Hi, I’m Dan Kuperstein, and welcome to ComplianceMINUTE.
On December 29, 2016, a federal district court in D.C. refused to halt new EEOC wellness rules that went into effect on January 1, 2017.
Specifically, the court in AARP v. EEOC denied AARP’s request for a preliminary injunction of the new rules because it found that AARP had not demonstrated that it was likely to win the case on the merits or show that its members would suffer irreparable harm if the rules took effect.

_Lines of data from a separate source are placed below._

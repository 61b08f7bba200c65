//! Persisted group/user state.
//!
//! One JSON document holds every user record, group record and pending
//! action. It is read fully at startup and rewritten wholly on every
//! mutation; at the bot's scale (tens of groups) this is simpler and
//! safer than incremental updates. Missing or legacy fields are covered
//! by serde defaulting, so older documents load cleanly.

use std::collections::BTreeMap;
use std::fs;
use std::path::{Path, PathBuf};

use serde::{Deserialize, Serialize};
use tracing::{debug, warn};

use groupvault_core::{GroupRecord, Identity, PendingAction, UserRecord};

use crate::error::{BotError, BotResult};

/// Current schema version of the state document.
pub const STATE_VERSION: u32 = 1;

fn current_version() -> u32 {
    STATE_VERSION
}

/// The on-disk state document.
#[derive(Debug, Serialize, Deserialize)]
pub struct StateDoc {
    #[serde(default = "current_version")]
    pub version: u32,
    #[serde(default)]
    pub users: BTreeMap<Identity, UserRecord>,
    #[serde(default)]
    pub groups: BTreeMap<Identity, GroupRecord>,
    #[serde(default)]
    pub pending: BTreeMap<Identity, PendingAction>,
}

impl Default for StateDoc {
    fn default() -> Self {
        Self {
            version: STATE_VERSION,
            users: BTreeMap::new(),
            groups: BTreeMap::new(),
            pending: BTreeMap::new(),
        }
    }
}

/// File-backed state store.
///
/// Mutations happen through `*_mut` accessors followed by [`persist`].
/// The caller serializes access (the bot holds the store behind one
/// async mutex), so there is no internal locking.
///
/// [`persist`]: StateStore::persist
#[derive(Debug)]
pub struct StateStore {
    path: PathBuf,
    doc: StateDoc,
}

impl StateStore {
    /// Loads the state document, or starts empty.
    ///
    /// A missing file is the normal first run. A corrupt file is
    /// logged and replaced by the empty document on the next persist,
    /// matching the recover-by-reset behavior users expect from the
    /// bot after a bad shutdown.
    pub fn load(path: impl Into<PathBuf>) -> Self {
        let path = path.into();
        let doc = match fs::read_to_string(&path) {
            Ok(content) => match serde_json::from_str(&content) {
                Ok(doc) => doc,
                Err(e) => {
                    warn!(path = %path.display(), error = %e, "corrupt state document, starting empty");
                    StateDoc::default()
                }
            },
            Err(_) => StateDoc::default(),
        };
        Self { path, doc }
    }

    /// Returns the user record, if one exists.
    pub fn user(&self, id: Identity) -> Option<&UserRecord> {
        self.doc.users.get(&id)
    }

    /// Returns the user record, creating a default on first contact.
    pub fn user_mut(&mut self, id: Identity) -> &mut UserRecord {
        self.doc.users.entry(id).or_default()
    }

    /// Returns the group record, if one exists.
    pub fn group(&self, id: Identity) -> Option<&GroupRecord> {
        self.doc.groups.get(&id)
    }

    /// Returns the group record, creating a default on first contact.
    pub fn group_mut(&mut self, id: Identity) -> &mut GroupRecord {
        self.doc.groups.entry(id).or_default()
    }

    /// Returns the pending action for a user, if any.
    pub fn pending(&self, user: Identity) -> Option<&PendingAction> {
        self.doc.pending.get(&user)
    }

    /// Records a pending action, superseding any previous one.
    pub fn set_pending(&mut self, user: Identity, action: PendingAction) {
        self.doc.pending.insert(user, action);
    }

    /// Removes and returns the pending action for a user.
    pub fn take_pending(&mut self, user: Identity) -> Option<PendingAction> {
        self.doc.pending.remove(&user)
    }

    /// Atomically rewrites the state document.
    pub fn persist(&self) -> BotResult<()> {
        if let Some(parent) = self.path.parent() {
            fs::create_dir_all(parent)?;
        }

        let content = serde_json::to_string_pretty(&self.doc)
            .map_err(|e| BotError::state(format!("failed to serialize state: {}", e)))?;

        let temp_path = self.path.with_extension("json.tmp");
        fs::write(&temp_path, &content)?;
        fs::rename(&temp_path, &self.path)?;
        debug!(path = %self.path.display(), "persisted state document");
        Ok(())
    }

    /// Path of the backing file.
    pub fn path(&self) -> &Path {
        &self.path
    }
}

#[cfg(test)]
mod tests {
    use super::*;
    use groupvault_core::{ArchiveMode, ContentKind};

    #[test]
    fn missing_file_loads_empty() {
        let dir = tempfile::tempdir().unwrap();
        let store = StateStore::load(dir.path().join("state.json"));
        assert!(store.user(Identity(1)).is_none());
        assert!(store.group(Identity(-100)).is_none());
    }

    #[test]
    fn corrupt_file_loads_empty() {
        let dir = tempfile::tempdir().unwrap();
        let path = dir.path().join("state.json");
        fs::write(&path, "{ not json").unwrap();

        let store = StateStore::load(&path);
        assert!(store.user(Identity(1)).is_none());
    }

    #[test]
    fn mutations_survive_reload() {
        let dir = tempfile::tempdir().unwrap();
        let path = dir.path().join("state.json");

        let mut store = StateStore::load(&path);
        store.user_mut(Identity(7)).lang = "de".to_string();
        let group = store.group_mut(Identity(-100));
        group.linked_user = Some(Identity(7));
        group.mode = ArchiveMode::Auto;
        group
            .folders
            .insert(ContentKind::Photo, "photos-id".to_string());
        store.set_pending(Identity(7), PendingAction::new(Identity(-100)));
        store.persist().unwrap();

        let reloaded = StateStore::load(&path);
        assert_eq!(reloaded.user(Identity(7)).unwrap().lang, "de");
        let group = reloaded.group(Identity(-100)).unwrap();
        assert_eq!(group.linked_user, Some(Identity(7)));
        assert_eq!(group.mode, ArchiveMode::Auto);
        assert_eq!(
            group.folders.get(&ContentKind::Photo).map(String::as_str),
            Some("photos-id")
        );
        assert_eq!(
            reloaded.pending(Identity(7)).unwrap().chat,
            Identity(-100)
        );
    }

    #[test]
    fn legacy_document_fields_default() {
        let dir = tempfile::tempdir().unwrap();
        let path = dir.path().join("state.json");
        fs::write(
            &path,
            r#"{ "users": { "7": {} }, "groups": { "-100": { "linked_user": 7 } } }"#,
        )
        .unwrap();

        let store = StateStore::load(&path);
        assert_eq!(store.user(Identity(7)).unwrap().lang, "en");
        let group = store.group(Identity(-100)).unwrap();
        assert!(group.enabled);
        assert_eq!(group.mode, ArchiveMode::Reply);
        assert_eq!(group.linked_user, Some(Identity(7)));
        assert!(!group.is_provisioned());
    }

    #[test]
    fn pending_is_taken_once() {
        let dir = tempfile::tempdir().unwrap();
        let mut store = StateStore::load(dir.path().join("state.json"));
        store.set_pending(Identity(1), PendingAction::new(Identity(-5)));

        assert!(store.take_pending(Identity(1)).is_some());
        assert!(store.take_pending(Identity(1)).is_none());
    }
}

The AARP had alleged that the new rules, issued under both the ADA and GINA, which tie participation in wellness programs to financial incentives that total as much as 30% of the cost of the self-only tier of medical coverage, are coercive to older employees. The AARP also raised concerns that older workers would face discrimination if they did not provide their private medical information to the plan.
What are the key takeaways here for employers? Well, even though the lawsuit is technically not over, and the AARP is likely to keep on fighting on this issue, the issue is really more of a non-issue for most employers.
While the AARP lawsuit received a lot of attention by attorneys and commentators in the benefits world, most employer wellness incentives never get anywhere close to 30% of the self-only premium, and could hardly be labeled coercive to their workers.
According to a Kaiser Family Foundation survey, the average annual premium for employee-only coverage in 2016 was $6,435. At that price, a wellness plan could have a maximum incentive or surcharge of $1,930, and most employers will never get that high.
According to a survey by the National Business Group on Health, a membership organization representing large employers, in 2016, half of the employers surveyed offered workers incentives of less than $600 annually for participating in a wellness plan.